== Exercise instructions ==
Please count the lines of the listing below in which "sqlx" occurs, and reply with the number only.
--- START ---
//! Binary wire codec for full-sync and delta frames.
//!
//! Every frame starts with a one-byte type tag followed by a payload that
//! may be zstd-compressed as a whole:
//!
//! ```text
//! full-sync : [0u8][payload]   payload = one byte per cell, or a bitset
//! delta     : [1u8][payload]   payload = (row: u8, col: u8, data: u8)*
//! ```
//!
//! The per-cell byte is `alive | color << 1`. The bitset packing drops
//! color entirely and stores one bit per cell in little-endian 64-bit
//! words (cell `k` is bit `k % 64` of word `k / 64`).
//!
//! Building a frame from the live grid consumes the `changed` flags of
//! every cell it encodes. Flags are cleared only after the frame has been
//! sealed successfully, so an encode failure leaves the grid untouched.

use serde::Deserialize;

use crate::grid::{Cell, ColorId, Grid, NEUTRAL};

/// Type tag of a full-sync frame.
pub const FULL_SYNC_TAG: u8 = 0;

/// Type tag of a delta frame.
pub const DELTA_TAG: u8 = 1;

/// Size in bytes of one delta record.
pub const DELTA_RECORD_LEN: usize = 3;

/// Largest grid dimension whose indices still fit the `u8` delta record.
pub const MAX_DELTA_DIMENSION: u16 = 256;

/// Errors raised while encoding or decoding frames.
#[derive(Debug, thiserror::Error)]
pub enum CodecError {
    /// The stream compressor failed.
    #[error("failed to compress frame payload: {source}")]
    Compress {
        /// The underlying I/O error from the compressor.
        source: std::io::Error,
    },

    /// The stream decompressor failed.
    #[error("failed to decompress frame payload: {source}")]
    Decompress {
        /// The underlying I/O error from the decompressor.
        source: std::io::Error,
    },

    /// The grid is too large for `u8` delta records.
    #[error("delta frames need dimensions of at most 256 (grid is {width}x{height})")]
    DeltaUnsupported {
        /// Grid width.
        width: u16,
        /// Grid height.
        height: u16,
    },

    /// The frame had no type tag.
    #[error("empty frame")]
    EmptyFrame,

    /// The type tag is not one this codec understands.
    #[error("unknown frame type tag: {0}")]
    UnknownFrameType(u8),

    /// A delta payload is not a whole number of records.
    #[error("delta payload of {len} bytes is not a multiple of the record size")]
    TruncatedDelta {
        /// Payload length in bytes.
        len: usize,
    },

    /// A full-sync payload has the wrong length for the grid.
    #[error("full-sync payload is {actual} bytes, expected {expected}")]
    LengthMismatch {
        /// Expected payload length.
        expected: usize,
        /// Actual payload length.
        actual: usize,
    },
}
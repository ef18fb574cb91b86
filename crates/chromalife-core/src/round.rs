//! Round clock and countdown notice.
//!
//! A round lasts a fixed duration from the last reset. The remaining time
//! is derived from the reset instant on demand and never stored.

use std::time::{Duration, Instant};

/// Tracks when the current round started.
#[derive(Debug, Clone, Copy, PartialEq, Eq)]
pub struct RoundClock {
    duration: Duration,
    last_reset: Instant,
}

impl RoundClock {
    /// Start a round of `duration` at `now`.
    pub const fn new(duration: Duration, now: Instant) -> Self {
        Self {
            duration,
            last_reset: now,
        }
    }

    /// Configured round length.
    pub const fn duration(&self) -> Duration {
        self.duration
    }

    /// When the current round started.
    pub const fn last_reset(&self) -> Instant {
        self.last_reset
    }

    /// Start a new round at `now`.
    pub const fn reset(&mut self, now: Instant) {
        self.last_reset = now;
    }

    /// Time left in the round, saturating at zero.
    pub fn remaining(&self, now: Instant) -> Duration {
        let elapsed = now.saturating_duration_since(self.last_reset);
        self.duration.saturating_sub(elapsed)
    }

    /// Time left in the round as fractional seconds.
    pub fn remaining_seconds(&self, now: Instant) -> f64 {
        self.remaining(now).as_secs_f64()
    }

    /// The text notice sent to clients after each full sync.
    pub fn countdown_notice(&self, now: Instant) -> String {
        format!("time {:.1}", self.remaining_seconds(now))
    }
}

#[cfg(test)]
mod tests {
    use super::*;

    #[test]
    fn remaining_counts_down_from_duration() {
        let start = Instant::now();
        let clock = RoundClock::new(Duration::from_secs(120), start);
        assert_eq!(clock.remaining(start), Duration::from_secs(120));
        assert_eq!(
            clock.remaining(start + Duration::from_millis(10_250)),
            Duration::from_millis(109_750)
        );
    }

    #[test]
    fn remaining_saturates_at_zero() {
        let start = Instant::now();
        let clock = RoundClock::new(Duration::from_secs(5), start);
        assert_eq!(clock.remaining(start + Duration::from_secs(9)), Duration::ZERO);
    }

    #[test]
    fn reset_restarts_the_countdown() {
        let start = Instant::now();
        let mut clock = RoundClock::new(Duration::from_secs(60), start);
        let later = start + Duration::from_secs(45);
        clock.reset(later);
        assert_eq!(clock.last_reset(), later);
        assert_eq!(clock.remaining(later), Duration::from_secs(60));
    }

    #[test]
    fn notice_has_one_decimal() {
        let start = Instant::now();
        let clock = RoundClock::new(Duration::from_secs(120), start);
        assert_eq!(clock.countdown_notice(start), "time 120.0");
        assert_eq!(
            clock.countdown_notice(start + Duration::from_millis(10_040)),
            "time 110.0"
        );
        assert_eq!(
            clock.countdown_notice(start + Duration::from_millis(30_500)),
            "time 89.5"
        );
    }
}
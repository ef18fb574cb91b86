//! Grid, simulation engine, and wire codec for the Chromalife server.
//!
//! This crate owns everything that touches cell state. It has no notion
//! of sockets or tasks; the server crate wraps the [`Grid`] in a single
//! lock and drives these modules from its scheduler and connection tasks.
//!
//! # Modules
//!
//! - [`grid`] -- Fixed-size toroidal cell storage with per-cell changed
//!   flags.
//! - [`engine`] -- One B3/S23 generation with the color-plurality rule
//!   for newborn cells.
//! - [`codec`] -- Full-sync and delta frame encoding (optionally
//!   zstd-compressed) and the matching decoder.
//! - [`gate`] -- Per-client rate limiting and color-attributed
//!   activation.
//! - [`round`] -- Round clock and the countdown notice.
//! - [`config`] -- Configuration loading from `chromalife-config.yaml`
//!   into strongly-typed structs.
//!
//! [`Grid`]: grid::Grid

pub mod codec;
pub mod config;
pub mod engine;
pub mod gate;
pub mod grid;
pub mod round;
--- END ---
--- START ---
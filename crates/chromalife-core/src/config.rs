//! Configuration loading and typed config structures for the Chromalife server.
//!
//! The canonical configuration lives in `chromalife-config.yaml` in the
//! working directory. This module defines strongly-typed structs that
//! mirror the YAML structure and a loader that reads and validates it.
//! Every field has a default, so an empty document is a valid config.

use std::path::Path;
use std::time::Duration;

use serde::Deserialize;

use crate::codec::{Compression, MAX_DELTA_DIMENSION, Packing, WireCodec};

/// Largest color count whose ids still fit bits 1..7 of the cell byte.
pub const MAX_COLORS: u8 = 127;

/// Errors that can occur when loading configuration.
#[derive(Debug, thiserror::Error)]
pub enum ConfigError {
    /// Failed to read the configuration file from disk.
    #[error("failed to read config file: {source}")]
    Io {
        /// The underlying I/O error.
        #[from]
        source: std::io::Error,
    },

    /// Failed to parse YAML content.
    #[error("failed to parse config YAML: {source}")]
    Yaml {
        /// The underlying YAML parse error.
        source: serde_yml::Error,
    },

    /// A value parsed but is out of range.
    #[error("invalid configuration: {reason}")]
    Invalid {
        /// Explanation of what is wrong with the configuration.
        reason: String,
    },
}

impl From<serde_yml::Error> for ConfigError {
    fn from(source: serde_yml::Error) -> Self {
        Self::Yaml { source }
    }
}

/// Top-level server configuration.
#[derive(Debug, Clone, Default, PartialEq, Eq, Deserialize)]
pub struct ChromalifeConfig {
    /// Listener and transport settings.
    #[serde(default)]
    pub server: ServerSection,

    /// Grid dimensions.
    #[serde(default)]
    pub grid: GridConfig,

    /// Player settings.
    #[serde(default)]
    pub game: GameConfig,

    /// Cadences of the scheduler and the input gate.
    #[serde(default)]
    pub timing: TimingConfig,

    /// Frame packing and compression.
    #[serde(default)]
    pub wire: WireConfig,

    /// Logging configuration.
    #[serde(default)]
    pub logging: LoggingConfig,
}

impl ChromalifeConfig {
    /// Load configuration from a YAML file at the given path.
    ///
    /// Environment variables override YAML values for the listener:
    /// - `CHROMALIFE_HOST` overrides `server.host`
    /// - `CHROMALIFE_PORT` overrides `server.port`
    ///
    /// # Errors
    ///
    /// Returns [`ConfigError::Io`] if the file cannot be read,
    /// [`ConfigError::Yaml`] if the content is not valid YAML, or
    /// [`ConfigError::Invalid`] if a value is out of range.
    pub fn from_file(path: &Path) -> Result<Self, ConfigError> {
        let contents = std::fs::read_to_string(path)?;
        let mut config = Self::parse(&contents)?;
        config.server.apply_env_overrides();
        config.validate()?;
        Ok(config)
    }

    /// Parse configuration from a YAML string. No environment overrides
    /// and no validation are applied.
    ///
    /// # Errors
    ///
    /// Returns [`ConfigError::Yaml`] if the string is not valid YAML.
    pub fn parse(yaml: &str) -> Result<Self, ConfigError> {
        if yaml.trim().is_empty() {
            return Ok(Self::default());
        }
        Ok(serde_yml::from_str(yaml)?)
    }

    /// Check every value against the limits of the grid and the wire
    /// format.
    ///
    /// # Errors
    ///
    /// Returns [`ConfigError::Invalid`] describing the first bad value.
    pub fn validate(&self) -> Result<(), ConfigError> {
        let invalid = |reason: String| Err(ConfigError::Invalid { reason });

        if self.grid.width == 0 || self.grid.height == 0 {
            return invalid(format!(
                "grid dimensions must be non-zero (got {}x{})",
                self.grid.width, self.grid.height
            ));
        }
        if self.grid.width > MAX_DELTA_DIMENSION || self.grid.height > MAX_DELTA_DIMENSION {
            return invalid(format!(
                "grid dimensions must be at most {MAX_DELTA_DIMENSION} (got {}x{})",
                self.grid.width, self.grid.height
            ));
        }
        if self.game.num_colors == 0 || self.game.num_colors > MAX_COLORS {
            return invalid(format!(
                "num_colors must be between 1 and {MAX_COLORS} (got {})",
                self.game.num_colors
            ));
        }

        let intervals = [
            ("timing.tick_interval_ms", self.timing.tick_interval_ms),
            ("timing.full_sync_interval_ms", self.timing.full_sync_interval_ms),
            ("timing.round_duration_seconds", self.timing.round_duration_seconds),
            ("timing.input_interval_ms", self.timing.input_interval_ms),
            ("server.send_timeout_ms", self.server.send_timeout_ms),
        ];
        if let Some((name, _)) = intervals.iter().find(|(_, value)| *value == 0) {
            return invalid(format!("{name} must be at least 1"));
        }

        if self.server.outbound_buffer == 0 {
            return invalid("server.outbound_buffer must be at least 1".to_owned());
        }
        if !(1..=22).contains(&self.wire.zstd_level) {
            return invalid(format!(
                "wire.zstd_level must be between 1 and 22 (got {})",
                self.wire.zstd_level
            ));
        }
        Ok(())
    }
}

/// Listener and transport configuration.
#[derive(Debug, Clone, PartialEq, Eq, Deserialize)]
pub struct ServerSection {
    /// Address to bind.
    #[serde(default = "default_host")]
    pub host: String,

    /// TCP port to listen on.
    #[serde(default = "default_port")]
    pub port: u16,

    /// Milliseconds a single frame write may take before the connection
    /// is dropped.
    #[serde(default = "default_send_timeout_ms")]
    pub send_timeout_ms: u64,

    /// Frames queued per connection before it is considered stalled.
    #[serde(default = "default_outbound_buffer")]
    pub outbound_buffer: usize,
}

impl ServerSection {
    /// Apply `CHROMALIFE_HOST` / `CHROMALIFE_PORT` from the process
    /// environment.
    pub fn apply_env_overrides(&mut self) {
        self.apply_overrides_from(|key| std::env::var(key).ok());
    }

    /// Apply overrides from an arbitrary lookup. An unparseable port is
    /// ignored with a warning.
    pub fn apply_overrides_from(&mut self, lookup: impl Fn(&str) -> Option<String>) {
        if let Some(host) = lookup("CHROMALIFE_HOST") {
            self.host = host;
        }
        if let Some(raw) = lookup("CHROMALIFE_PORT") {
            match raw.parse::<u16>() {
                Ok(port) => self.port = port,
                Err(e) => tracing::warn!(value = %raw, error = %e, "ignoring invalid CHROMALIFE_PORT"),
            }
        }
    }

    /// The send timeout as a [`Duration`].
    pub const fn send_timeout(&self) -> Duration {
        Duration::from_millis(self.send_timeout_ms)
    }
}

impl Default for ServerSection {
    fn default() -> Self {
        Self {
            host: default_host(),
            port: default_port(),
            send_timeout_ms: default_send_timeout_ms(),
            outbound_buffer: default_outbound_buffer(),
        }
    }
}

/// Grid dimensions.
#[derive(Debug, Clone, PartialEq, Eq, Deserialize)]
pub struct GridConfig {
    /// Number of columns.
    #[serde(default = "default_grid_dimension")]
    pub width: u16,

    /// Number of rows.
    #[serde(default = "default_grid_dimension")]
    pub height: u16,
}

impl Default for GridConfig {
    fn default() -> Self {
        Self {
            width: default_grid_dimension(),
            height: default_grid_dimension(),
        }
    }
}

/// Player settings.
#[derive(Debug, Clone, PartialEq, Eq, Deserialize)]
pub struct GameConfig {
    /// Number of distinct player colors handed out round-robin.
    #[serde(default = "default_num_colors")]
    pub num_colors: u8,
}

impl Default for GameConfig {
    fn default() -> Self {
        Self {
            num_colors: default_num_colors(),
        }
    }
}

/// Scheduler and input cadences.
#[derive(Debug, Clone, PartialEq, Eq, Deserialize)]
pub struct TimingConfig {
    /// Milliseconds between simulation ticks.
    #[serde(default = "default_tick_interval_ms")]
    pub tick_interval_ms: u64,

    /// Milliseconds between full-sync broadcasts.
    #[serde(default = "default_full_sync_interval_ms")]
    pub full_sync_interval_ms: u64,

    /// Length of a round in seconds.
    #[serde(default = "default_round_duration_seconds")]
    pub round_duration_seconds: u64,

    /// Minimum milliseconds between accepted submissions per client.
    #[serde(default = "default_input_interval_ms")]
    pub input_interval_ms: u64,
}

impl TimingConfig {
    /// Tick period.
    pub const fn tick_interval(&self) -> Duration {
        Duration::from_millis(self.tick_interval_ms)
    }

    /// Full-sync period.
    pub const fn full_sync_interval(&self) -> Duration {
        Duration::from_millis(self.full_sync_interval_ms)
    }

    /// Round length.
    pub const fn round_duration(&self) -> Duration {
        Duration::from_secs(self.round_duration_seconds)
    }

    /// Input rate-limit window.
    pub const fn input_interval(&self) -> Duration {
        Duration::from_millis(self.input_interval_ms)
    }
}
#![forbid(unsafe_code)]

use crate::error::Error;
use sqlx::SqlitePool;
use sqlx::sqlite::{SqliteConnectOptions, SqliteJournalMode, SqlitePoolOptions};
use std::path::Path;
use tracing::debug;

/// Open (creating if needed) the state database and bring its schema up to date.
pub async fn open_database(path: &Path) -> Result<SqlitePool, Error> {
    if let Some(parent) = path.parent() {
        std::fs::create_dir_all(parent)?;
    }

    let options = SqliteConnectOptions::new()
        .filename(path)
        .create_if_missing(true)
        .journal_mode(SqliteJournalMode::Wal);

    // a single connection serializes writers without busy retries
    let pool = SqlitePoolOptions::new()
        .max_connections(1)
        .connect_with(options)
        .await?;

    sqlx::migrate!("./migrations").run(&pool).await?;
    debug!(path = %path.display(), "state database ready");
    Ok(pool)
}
--- END ---
== Solution for this task ==
3